There are a fair amount of well-loved rom-com tropes that risk overuse (Swimming? Too bad we both forgot our bathing suits!) but in this forced proximity novel, they feel more natural than tired.
McQuiston’s use of dual perspective is perhaps the book's greatest strength – just when you think you really know a character, you get to see them through new, distinct eyes. In the first half, we hear from Theo, a sommelier-in-training who is chronically hard on themself. The tone is youthful without being too contemporary, save the well-used term “nepo baby." In the second half, the narration flips to Kit, a Rilke-reading French American pastry chef who McQuiston describes as a “fairy prince.”
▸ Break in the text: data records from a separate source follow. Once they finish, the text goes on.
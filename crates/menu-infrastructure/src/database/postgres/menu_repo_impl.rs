// ============================================================================
// Menu Infrastructure - PostgreSQL Menu Repository
// File: crates/menu-infrastructure/src/database/postgres/menu_repo_impl.rs
// ============================================================================

use async_trait::async_trait;
use sqlx::{FromRow, PgPool};
use tracing::{debug, error};

use menu_core::domain::{Menu, MenuItemRecord, MenuSnapshot};
use menu_core::error::DomainError;
use menu_core::repositories::MenuRepository;

pub struct PgMenuRepository {
    pool: PgPool,
}

impl PgMenuRepository {
    pub fn new(pool: PgPool) -> Self {
        Self { pool }
    }
}

// Internal row type for SQLx mapping: one item joined with its menu
#[derive(Debug, FromRow)]
struct MenuItemRow {
    pub menu_id: i64,
    pub menu_name: String,
    pub menu_title: String,
    pub id: i64,
    pub parent_id: Option<i64>,
    pub sort_order: i32,
    pub title: String,
    pub raw_url: String,
    pub named_url: String,
    pub open_in_new_tab: bool,
}

impl From<MenuItemRow> for MenuItemRecord {
    fn from(row: MenuItemRow) -> Self {
        MenuItemRecord {
            id: row.id,
            parent_id: row.parent_id,
            order: row.sort_order,
            title: row.title,
            raw_url: non_blank(row.raw_url),
            named_url: non_blank(row.named_url),
            open_in_new_tab: row.open_in_new_tab,
        }
    }
}

fn non_blank(value: String) -> Option<String> {
    if value.trim().is_empty() {
        None
    } else {
        Some(value)
    }
}

/// Menu identity comes from the first row; no rows means no menu.
fn into_snapshot(rows: Vec<MenuItemRow>) -> MenuSnapshot {
    let menu = rows.first().map(|row| Menu {
        id: row.menu_id,
        name: row.menu_name.clone(),
        title: row.menu_title.clone(),
    });

    MenuSnapshot {
        menu,
        items: rows.into_iter().map(MenuItemRecord::from).collect(),
    }
}

#[async_trait]
impl MenuRepository for PgMenuRepository {
    async fn fetch_items(&self, menu_name: &str) -> Result<MenuSnapshot, DomainError> {
        let rows: Vec<MenuItemRow> = sqlx::query_as(
            r#"
            SELECT
                m.id AS menu_id, m.name AS menu_name, m.title AS menu_title,
                i.id, i.parent_id, i."order" AS sort_order, i.title,
                i.raw_url, i.named_url, i.open_in_new_tab
            FROM menu_items i
            JOIN menus m ON m.id = i.menu_id
            WHERE m.name = $1
            ORDER BY i.parent_id NULLS FIRST, i."order", i.id
            "#
        )
        .bind(menu_name)
        .fetch_all(&self.pool)
        .await
        .map_err(|e: sqlx::Error| {
            error!("Database error fetching menu {}: {}", menu_name, e);
            DomainError::DatabaseError(e.to_string())
        })?;

        debug!("Fetched {} items for menu {}", rows.len(), menu_name);
        Ok(into_snapshot(rows))
    }
}

#[cfg(test)]
mod tests {
    use super::*;

    fn row(id: i64, parent_id: Option<i64>, raw_url: &str, named_url: &str) -> MenuItemRow {
        MenuItemRow {
            menu_id: 7,
            menu_name: "main_menu".to_string(),
            menu_title: "Main".to_string(),
            id,
            parent_id,
            sort_order: 0,
            title: format!("Item {}", id),
            raw_url: raw_url.to_string(),
            named_url: named_url.to_string(),
            open_in_new_tab: false,
        }
    }

    #[test]
    fn test_blank_urls_become_none() {
        let record = MenuItemRecord::from(row(1, None, "", "  "));
        assert_eq!(record.raw_url, None);
        assert_eq!(record.named_url, None);

        let record = MenuItemRecord::from(row(2, Some(1), "/about/", "about"));
        assert_eq!(record.raw_url.as_deref(), Some("/about/"));
        assert_eq!(record.named_url.as_deref(), Some("about"));
        assert_eq!(record.parent_id, Some(1));
    }

    #[test]
    fn test_snapshot_takes_menu_from_first_row() {
        let snapshot = into_snapshot(vec![row(1, None, "/", ""), row(2, Some(1), "", "about")]);
        let menu = snapshot.menu.unwrap();
        assert_eq!(menu.id, 7);
        assert_eq!(menu.name, "main_menu");
        assert_eq!(snapshot.items.len(), 2);
    }

    #[test]
    fn test_no_rows_means_no_menu() {
        let snapshot = into_snapshot(Vec::new());
        assert!(snapshot.menu.is_none());
        assert!(snapshot.is_empty());
    }
}
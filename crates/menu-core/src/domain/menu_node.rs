// ============================================================================
// Menu Core - Menu Node
// File: crates/menu-core/src/domain/menu_node.rs
// Description: Materialized tree node built fresh for every render
// ============================================================================

use serde::Serialize;

use super::MenuItemRecord;

/// One node of the rendered menu tree. Children are owned exclusively.
#[derive(Debug, Clone, PartialEq, Eq, Serialize)]
pub struct MenuNode {
    #[serde(flatten)]
    pub item: MenuItemRecord,
    pub children: Vec<MenuNode>,
    pub active: bool,
    pub expanded: bool,
}

impl MenuNode {
    pub fn new(item: MenuItemRecord) -> Self {
        Self {
            item,
            children: Vec::new(),
            active: false,
            expanded: false,
        }
    }

    pub fn is_leaf(&self) -> bool {
        self.children.is_empty()
    }

    /// Pre-order visit of this node and all of its descendants.
    pub fn walk<'a>(&'a self, visit: &mut impl FnMut(&'a MenuNode)) {
        visit(self);
        for child in &self.children {
            child.walk(visit);
        }
    }

    pub fn walk_mut(&mut self, visit: &mut impl FnMut(&mut MenuNode)) {
        visit(self);
        for child in &mut self.children {
            child.walk_mut(visit);
        }
    }

    /// Number of nodes in this subtree, itself included.
    pub fn count(&self) -> usize {
        1 + self.children.iter().map(MenuNode::count).sum::<usize>()
    }
}
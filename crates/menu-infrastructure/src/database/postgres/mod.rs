//! PostgreSQL repository implementations

pub mod menu_repo_impl;

pub use menu_repo_impl::PgMenuRepository;
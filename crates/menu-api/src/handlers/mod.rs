pub mod health;
pub mod menu;
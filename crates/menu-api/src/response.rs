//! JSON envelope shared by every menu endpoint

use chrono::Utc;
use serde::Serialize;

/// `{success, data?, error?, timestamp}`; absent parts are left out of the body.
#[derive(Debug, Serialize)]
pub struct ApiResponse<T: Serialize> {
    pub success: bool,
    #[serde(skip_serializing_if = "Option::is_none")]
    pub data: Option<T>,
    #[serde(skip_serializing_if = "Option::is_none")]
    pub error: Option<ApiErrorBody>,
    pub timestamp: String,
}

#[derive(Debug, Serialize)]
pub struct ApiErrorBody {
    pub code: &'static str,
    pub message: String,
}

impl<T: Serialize> ApiResponse<T> {
    pub fn success(data: T) -> Self {
        Self::envelope(Some(data), None)
    }

    pub fn error(code: &'static str, message: impl Into<String>) -> Self {
        Self::envelope(None, Some(ApiErrorBody { code, message: message.into() }))
    }

    fn envelope(data: Option<T>, error: Option<ApiErrorBody>) -> Self {
        Self {
            success: error.is_none(),
            data,
            error,
            timestamp: Utc::now().to_rfc3339(),
        }
    }
}
// ============================================================================
// Menu API - Menu Handlers
// File: crates/menu-api/src/handlers/menu.rs
// ============================================================================
//! Rendered menu endpoint

use axum::{
    extract::{Path, Query, State},
    Json,
};
use tracing::info;
use validator::Validate;

use menu_core::repositories::MenuRepository;

use crate::dto::{DrawMenuRequest, MenuDto, MenuQuery};
use crate::error::ApiError;
use crate::response::ApiResponse;
use crate::state::AppState;

/// Draw menu handler - GET /api/v1/menus/{name}?path=/current/page/
pub async fn draw_menu<R: MenuRepository + 'static>(
    State(state): State<AppState<R>>,
    Path(name): Path<String>,
    Query(query): Query<MenuQuery>,
) -> Result<Json<ApiResponse<MenuDto>>, ApiError> {
    let request = DrawMenuRequest { name, path: query.path };
    request.validate()?;

    info!("Drawing menu {} for path {:?}", request.name, request.path);

    let service = &state.menu_service;
    let rendered = service.draw_menu(&request.name, request.path.as_deref()).await?;
    let dto = MenuDto::from_rendered(rendered, |item| service.href(item));

    Ok(Json(ApiResponse::success(dto)))
}

#[cfg(test)]
mod tests {
    use std::sync::Arc;

    use axum::{
        body::{to_bytes, Body},
        http::{Request, StatusCode},
    };
    use serde_json::Value;
    use tower::ServiceExt;

    use menu_core::domain::{Menu, MenuItemRecord, MenuSnapshot};
    use menu_core::repositories::MockMenuRepository;
    use menu_core::routing::RouteTable;
    use menu_core::services::MenuService;
    use menu_core::DomainError;

    use crate::{build_router, AppState};

    fn snapshot() -> MenuSnapshot {
        let item = |id, title: &str| MenuItemRecord::new(id, title.to_string()).unwrap();
        MenuSnapshot {
            menu: Some(Menu::new(1, "main_menu".to_string(), String::new()).unwrap()),
            items: vec![
                item(1, "Home").with_named_url("home"),
                item(2, "About").with_order(1).with_named_url("about"),
                item(3, "Team").with_parent(2),
                item(4, "Docs").with_order(2).with_raw_url("https://docs.example.com").open_in_new_tab(),
            ],
        }
    }

    fn app(repo: MockMenuRepository) -> axum::Router {
        let routes = RouteTable::from_pairs([("home", "/"), ("about", "/about/")]).unwrap();
        let service = MenuService::new(Arc::new(repo), Arc::new(routes), "#".to_string());
        build_router(AppState::new(service))
    }

    async fn get(app: axum::Router, uri: &str) -> (StatusCode, Value) {
        let response = app
            .oneshot(Request::builder().uri(uri).body(Body::empty()).unwrap())
            .await
            .unwrap();
        let status = response.status();
        let bytes = to_bytes(response.into_body(), usize::MAX).await.unwrap();
        (status, serde_json::from_slice(&bytes).unwrap())
    }

    #[tokio::test]
    async fn test_draw_menu_returns_marked_tree() {
        let mut repo = MockMenuRepository::new();
        repo.expect_fetch_items()
            .withf(|name: &str| name == "main_menu")
            .returning(|_| Ok(snapshot()));

        let (status, body) = get(app(repo), "/api/v1/menus/main_menu?path=/about/").await;

        assert_eq!(status, StatusCode::OK);
        assert_eq!(body["success"], true);
        let data = &body["data"];
        assert_eq!(data["menu"]["title"], "main_menu");
        assert_eq!(data["current_route"], "about");

        let items = data["items"].as_array().unwrap();
        assert_eq!(items.len(), 3);
        assert_eq!(items[0]["href"], "/");
        assert_eq!(items[0]["expanded"], false);
        assert_eq!(items[1]["active"], true);
        assert_eq!(items[1]["children"][0]["title"], "Team");
        assert_eq!(items[1]["children"][0]["href"], "#");
        assert_eq!(items[1]["children"][0]["expanded"], true);
        assert_eq!(items[2]["href"], "https://docs.example.com");
        assert_eq!(items[2]["open_in_new_tab"], true);
    }

    #[tokio::test]
    async fn test_unknown_menu_is_empty() {
        let mut repo = MockMenuRepository::new();
        repo.expect_fetch_items().returning(|_| Ok(MenuSnapshot::empty()));

        let (status, body) = get(app(repo), "/api/v1/menus/nope").await;

        assert_eq!(status, StatusCode::OK);
        assert!(body["data"]["menu"].is_null());
        assert_eq!(body["data"]["items"].as_array().unwrap().len(), 0);
    }

    #[tokio::test]
    async fn test_relative_path_rejected() {
        let mut repo = MockMenuRepository::new();
        repo.expect_fetch_items().never();

        let (status, body) = get(app(repo), "/api/v1/menus/main_menu?path=about").await;

        assert_eq!(status, StatusCode::BAD_REQUEST);
        assert_eq!(body["error"]["code"], "VALIDATION_ERROR");
    }

    #[tokio::test]
    async fn test_overlong_name_rejected() {
        let mut repo = MockMenuRepository::new();
        repo.expect_fetch_items().never();

        let uri = format!("/api/v1/menus/{}", "m".repeat(101));
        let (status, body) = get(app(repo), &uri).await;

        assert_eq!(status, StatusCode::BAD_REQUEST);
        assert_eq!(body["error"]["code"], "VALIDATION_ERROR");
    }

    #[tokio::test]
    async fn test_database_error_is_500() {
        let mut repo = MockMenuRepository::new();
        repo.expect_fetch_items()
            .returning(|_| Err(DomainError::DatabaseError("timeout".to_string())));

        let (status, body) = get(app(repo), "/api/v1/menus/main_menu").await;

        assert_eq!(status, StatusCode::INTERNAL_SERVER_ERROR);
        assert_eq!(body["success"], false);
        assert_eq!(body["error"]["code"], "DATABASE_ERROR");
    }

    #[tokio::test]
    async fn test_health() {
        let (status, body) = get(app(MockMenuRepository::new()), "/health").await;
        assert_eq!(status, StatusCode::OK);
        assert_eq!(body["status"], "healthy");
    }
}
//! Domain services (business logic)

pub mod menu_service;

pub use menu_service::MenuService;
//! Request and response DTOs

use serde::{Deserialize, Serialize};
use validator::{Validate, ValidationError};

use menu_core::domain::{Menu, MenuItemRecord, MenuNode, RenderedMenu};

/// Query string of `GET /api/v1/menus/{name}`
#[derive(Debug, Deserialize)]
pub struct MenuQuery {
    /// Path of the page the menu is drawn on
    pub path: Option<String>,
}

#[derive(Debug, Validate)]
pub struct DrawMenuRequest {
    #[validate(length(min = 1, max = 100, message = "Menu name must be between 1 and 100 characters"))]
    pub name: String,

    #[validate(
        length(max = 2048, message = "Path too long"),
        custom(function = "validate_absolute_path")
    )]
    pub path: Option<String>,
}

fn validate_absolute_path(path: &str) -> Result<(), ValidationError> {
    if path.starts_with('/') {
        Ok(())
    } else {
        let mut err = ValidationError::new("absolute_path");
        err.message = Some("Path must start with '/'".into());
        Err(err)
    }
}

#[derive(Debug, Serialize)]
pub struct MenuInfoDto {
    pub id: i64,
    pub name: String,
    pub title: String,
}

impl From<Menu> for MenuInfoDto {
    fn from(menu: Menu) -> Self {
        Self {
            title: menu.display_title().to_string(),
            id: menu.id,
            name: menu.name,
        }
    }
}

#[derive(Debug, Serialize)]
pub struct MenuNodeDto {
    pub id: i64,
    pub title: String,
    pub href: String,
    pub open_in_new_tab: bool,
    pub active: bool,
    pub expanded: bool,
    #[serde(skip_serializing_if = "Vec::is_empty")]
    pub children: Vec<MenuNodeDto>,
}

impl MenuNodeDto {
    fn from_node(node: MenuNode, href: &impl Fn(&MenuItemRecord) -> String) -> Self {
        Self {
            href: href(&node.item),
            id: node.item.id,
            title: node.item.title,
            open_in_new_tab: node.item.open_in_new_tab,
            active: node.active,
            expanded: node.expanded,
            children: node
                .children
                .into_iter()
                .map(|child| MenuNodeDto::from_node(child, href))
                .collect(),
        }
    }
}

/// Rendered menu as consumed by the templating layer
#[derive(Debug, Serialize)]
pub struct MenuDto {
    pub menu: Option<MenuInfoDto>,
    pub items: Vec<MenuNodeDto>,
    pub current_path: Option<String>,
    pub current_route: Option<String>,
}

impl MenuDto {
    pub fn from_rendered(rendered: RenderedMenu, href: impl Fn(&MenuItemRecord) -> String) -> Self {
        Self {
            menu: rendered.menu.map(MenuInfoDto::from),
            items: rendered
                .roots
                .into_iter()
                .map(|node| MenuNodeDto::from_node(node, &href))
                .collect(),
            current_path: rendered.current_path,
            current_route: rendered.current_route,
        }
    }
}

#[cfg(test)]
mod tests {
    use super::*;

    fn request(path: Option<&str>) -> DrawMenuRequest {
        DrawMenuRequest { name: "main_menu".to_string(), path: path.map(str::to_string) }
    }

    #[test]
    fn test_path_must_be_absolute() {
        assert!(request(Some("/about/")).validate().is_ok());
        assert!(request(None).validate().is_ok());

        let errors = request(Some("about")).validate().unwrap_err();
        assert!(errors.field_errors().contains_key("path"));
    }
}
McQuiston’s novels have never shied away from on-page sex, but “The Pairing” delights in it. This novel isn’t afraid to ask for – and take – what it wants. Food and sex are where McQuiston spends their most lavish words, intertwining them through the novel, sometimes literally (queue the “Call Me By Your Name” peach scene …).
But even the sex is about so much more than sex: “Sex is better when the person you’re with really understands you, and understands how to look at you,” Theo says during a poignant second-act scene.
The hypersexual bi character is a prominent, and harmful, trope in modern media. Many bi characters exist only to threaten the protagonist’s journey or add an element of sexual deviance. But “The Pairing” lets bisexuals be promiscuous – in fact, it lets them be anything they want to be – without being reduced to a stereotype. Theo and Kit are complex and their fluidity informs their views on life, love, gender and sex.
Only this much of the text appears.